→ **WHAT YOU NEED TO DO**: Reproduce the entries that follow verbatim, down to the final line.

[Records drawn from a dataset]
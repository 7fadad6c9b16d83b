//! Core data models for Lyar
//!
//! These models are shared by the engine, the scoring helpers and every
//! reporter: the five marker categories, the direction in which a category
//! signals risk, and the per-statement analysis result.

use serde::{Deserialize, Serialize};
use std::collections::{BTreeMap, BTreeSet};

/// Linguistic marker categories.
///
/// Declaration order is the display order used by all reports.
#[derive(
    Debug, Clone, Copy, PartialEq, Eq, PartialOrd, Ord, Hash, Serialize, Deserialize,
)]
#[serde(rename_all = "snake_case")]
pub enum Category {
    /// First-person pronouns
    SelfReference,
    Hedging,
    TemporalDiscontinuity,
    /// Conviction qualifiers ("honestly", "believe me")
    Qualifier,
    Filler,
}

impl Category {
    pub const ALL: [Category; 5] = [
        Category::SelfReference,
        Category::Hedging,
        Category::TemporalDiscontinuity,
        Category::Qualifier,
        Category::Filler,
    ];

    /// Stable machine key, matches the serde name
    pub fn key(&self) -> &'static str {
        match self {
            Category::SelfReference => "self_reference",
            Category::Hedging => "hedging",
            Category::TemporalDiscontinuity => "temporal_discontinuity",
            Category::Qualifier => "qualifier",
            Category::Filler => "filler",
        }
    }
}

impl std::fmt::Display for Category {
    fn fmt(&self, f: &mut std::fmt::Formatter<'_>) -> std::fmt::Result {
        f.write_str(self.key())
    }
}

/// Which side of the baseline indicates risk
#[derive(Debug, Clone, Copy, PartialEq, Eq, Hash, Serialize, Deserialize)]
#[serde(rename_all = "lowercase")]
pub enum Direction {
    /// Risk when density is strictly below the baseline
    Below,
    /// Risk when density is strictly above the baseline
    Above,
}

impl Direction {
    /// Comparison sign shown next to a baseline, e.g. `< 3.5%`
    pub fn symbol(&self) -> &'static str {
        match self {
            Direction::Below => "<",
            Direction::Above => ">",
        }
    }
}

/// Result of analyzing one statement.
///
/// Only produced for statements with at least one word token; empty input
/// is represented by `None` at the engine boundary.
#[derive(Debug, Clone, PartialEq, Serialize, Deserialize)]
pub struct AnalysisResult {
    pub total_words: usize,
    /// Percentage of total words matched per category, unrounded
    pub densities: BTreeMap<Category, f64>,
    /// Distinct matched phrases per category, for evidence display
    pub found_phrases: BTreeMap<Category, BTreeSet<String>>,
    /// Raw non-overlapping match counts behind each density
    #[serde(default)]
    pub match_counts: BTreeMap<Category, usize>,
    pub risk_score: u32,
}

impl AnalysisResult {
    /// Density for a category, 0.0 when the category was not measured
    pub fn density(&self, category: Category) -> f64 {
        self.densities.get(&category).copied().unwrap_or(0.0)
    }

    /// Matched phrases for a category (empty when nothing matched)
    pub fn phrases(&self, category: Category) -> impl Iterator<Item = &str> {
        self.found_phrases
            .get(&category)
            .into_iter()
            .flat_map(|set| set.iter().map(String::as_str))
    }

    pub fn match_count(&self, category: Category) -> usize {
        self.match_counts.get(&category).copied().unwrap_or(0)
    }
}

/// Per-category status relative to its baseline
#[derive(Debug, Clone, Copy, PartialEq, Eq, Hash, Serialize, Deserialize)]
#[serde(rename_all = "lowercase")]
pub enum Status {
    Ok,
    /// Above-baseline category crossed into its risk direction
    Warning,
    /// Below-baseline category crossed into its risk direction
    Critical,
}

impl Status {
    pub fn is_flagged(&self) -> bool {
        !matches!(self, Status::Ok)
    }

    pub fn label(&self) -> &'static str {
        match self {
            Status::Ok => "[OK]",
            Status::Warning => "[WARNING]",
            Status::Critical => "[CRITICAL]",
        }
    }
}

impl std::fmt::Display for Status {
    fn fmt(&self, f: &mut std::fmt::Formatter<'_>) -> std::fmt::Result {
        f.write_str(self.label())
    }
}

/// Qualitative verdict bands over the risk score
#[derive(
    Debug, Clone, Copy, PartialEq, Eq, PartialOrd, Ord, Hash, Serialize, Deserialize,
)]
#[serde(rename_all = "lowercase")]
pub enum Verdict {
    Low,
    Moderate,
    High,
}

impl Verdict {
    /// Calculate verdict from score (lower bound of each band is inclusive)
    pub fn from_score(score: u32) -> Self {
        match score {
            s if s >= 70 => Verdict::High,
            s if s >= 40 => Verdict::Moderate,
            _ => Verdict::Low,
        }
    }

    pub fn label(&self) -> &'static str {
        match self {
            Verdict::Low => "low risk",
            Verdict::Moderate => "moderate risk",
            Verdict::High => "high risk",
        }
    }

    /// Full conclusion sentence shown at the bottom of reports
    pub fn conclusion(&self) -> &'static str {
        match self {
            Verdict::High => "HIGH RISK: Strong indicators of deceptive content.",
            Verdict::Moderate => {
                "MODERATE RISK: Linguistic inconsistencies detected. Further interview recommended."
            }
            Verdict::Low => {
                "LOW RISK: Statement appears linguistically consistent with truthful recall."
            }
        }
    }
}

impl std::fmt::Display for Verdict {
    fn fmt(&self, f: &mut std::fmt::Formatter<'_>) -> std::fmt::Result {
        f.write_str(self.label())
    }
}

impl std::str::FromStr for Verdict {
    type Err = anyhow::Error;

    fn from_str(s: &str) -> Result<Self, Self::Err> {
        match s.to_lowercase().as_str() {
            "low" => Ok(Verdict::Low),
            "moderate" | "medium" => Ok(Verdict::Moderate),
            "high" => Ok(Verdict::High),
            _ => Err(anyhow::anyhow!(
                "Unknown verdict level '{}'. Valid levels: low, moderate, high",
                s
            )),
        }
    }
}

→ **SOLVED PROBLEM**:
repository 7fadad6c9b16d83b
//! Core data models for Lyar
//!
//! These models are shared by the engine, the scoring helpers and every
//! reporter: the five marker categories, the direction in which a category
//! signals risk, and the per-statement analysis result.

use serde::{Deserialize, Serialize};
use std::collections::{BTreeMap, BTreeSet};

/// Linguistic marker categories.
///
/// Declaration order is the display order used by all reports.
#[derive(
    Debug, Clone, Copy, PartialEq, Eq, PartialOrd, Ord, Hash, Serialize, Deserialize,
)]
#[serde(rename_all = "snake_case")]
pub enum Category {
    /// First-person pronouns
    SelfReference,
    Hedging,
    TemporalDiscontinuity,
    /// Conviction qualifiers ("honestly", "believe me")
    Qualifier,
    Filler,
}

impl Category {
    pub const ALL: [Category; 5] = [
        Category::SelfReference,
        Category::Hedging,
        Category::TemporalDiscontinuity,
        Category::Qualifier,
        Category::Filler,
    ];

    /// Stable machine key, matches the serde name
    pub fn key(&self) -> &'static str {
        match self {
            Category::SelfReference => "self_reference",
            Category::Hedging => "hedging",
            Category::TemporalDiscontinuity => "temporal_discontinuity",
            Category::Qualifier => "qualifier",
            Category::Filler => "filler",
        }
    }
}

impl std::fmt::Display for Category {
    fn fmt(&self, f: &mut std::fmt::Formatter<'_>) -> std::fmt::Result {
        f.write_str(self.key())
    }
}

/// Which side of the baseline indicates risk
#[derive(Debug, Clone, Copy, PartialEq, Eq, Hash, Serialize, Deserialize)]
#[serde(rename_all = "lowercase")]
pub enum Direction {
    /// Risk when density is strictly below the baseline
    Below,
    /// Risk when density is strictly above the baseline
    Above,
}

impl Direction {
    /// Comparison sign shown next to a baseline, e.g. `< 3.5%`
    pub fn symbol(&self) -> &'static str {
        match self {
            Direction::Below => "<",
            Direction::Above => ">",
        }
    }
}

/// Result of analyzing one statement.
///
/// Only produced for statements with at least one word token; empty input
/// is represented by `None` at the engine boundary.
#[derive(Debug, Clone, PartialEq, Serialize, Deserialize)]
pub struct AnalysisResult {
    pub total_words: usize,
    /// Percentage of total words matched per category, unrounded
    pub densities: BTreeMap<Category, f64>,
    /// Distinct matched phrases per category, for evidence display
    pub found_phrases: BTreeMap<Category, BTreeSet<String>>,
    /// Raw non-overlapping match counts behind each density
    #[serde(default)]
    pub match_counts: BTreeMap<Category, usize>,
    pub risk_score: u32,
}

impl AnalysisResult {
    /// Density for a category, 0.0 when the category was not measured
    pub fn density(&self, category: Category) -> f64 {
        self.densities.get(&category).copied().unwrap_or(0.0)
    }

    /// Matched phrases for a category (empty when nothing matched)
    pub fn phrases(&self, category: Category) -> impl Iterator<Item = &str> {
        self.found_phrases
            .get(&category)
            .into_iter()
            .flat_map(|set| set.iter().map(String::as_str))
    }

    pub fn match_count(&self, category: Category) -> usize {
        self.match_counts.get(&category).copied().unwrap_or(0)
    }
}

/// Per-category status relative to its baseline
#[derive(Debug, Clone, Copy, PartialEq, Eq, Hash, Serialize, Deserialize)]
#[serde(rename_all = "lowercase")]
pub enum Status {
    Ok,
    /// Above-baseline category crossed into its risk direction
    Warning,
    /// Below-baseline category crossed into its risk direction
    Critical,
}

impl Status {
    pub fn is_flagged(&self) -> bool {
        !matches!(self, Status::Ok)
    }

    pub fn label(&self) -> &'static str {
        match self {
            Status::Ok => "[OK]",
            Status::Warning => "[WARNING]",
            Status::Critical => "[CRITICAL]",
        }
    }
}

impl std::fmt::Display for Status {
    fn fmt(&self, f: &mut std::fmt::Formatter<'_>) -> std::fmt::Result {
        f.write_str(self.label())
    }
}

/// Qualitative verdict bands over the risk score
#[derive(
    Debug, Clone, Copy, PartialEq, Eq, PartialOrd, Ord, Hash, Serialize, Deserialize,
)]
#[serde(rename_all = "lowercase")]
pub enum Verdict {
    Low,
    Moderate,
    High,
}

impl Verdict {
    /// Calculate verdict from score (lower bound of each band is inclusive)
    pub fn from_score(score: u32) -> Self {
        match score {
            s if s >= 70 => Verdict::High,
            s if s >= 40 => Verdict::Moderate,
            _ => Verdict::Low,
        }
    }

    pub fn label(&self) -> &'static str {
        match self {
            Verdict::Low => "low risk",
            Verdict::Moderate => "moderate risk",
            Verdict::High => "high risk",
        }
    }

    /// Full conclusion sentence shown at the bottom of reports
    pub fn conclusion(&self) -> &'static str {
        match self {
            Verdict::High => "HIGH RISK: Strong indicators of deceptive content.",
            Verdict::Moderate => {
                "MODERATE RISK: Linguistic inconsistencies detected. Further interview recommended."
            }
            Verdict::Low => {
                "LOW RISK: Statement appears linguistically consistent with truthful recall."
            }
        }
    }
}

impl std::fmt::Display for Verdict {
    fn fmt(&self, f: &mut std::fmt::Formatter<'_>) -> std::fmt::Result {
        f.write_str(self.label())
    }
}

impl std::str::FromStr for Verdict {
    type Err = anyhow::Error;

    fn from_str(s: &str) -> Result<Self, Self::Err> {
        match s.to_lowercase().as_str() {
            "low" => Ok(Verdict::Low),
            "moderate" | "medium" => Ok(Verdict::Moderate),
            "high" => Ok(Verdict::High),
            _ => Err(anyhow::anyhow!(
                "Unknown verdict level '{}'. Valid levels: low, moderate, high",
                s
            )),
        }
    }
}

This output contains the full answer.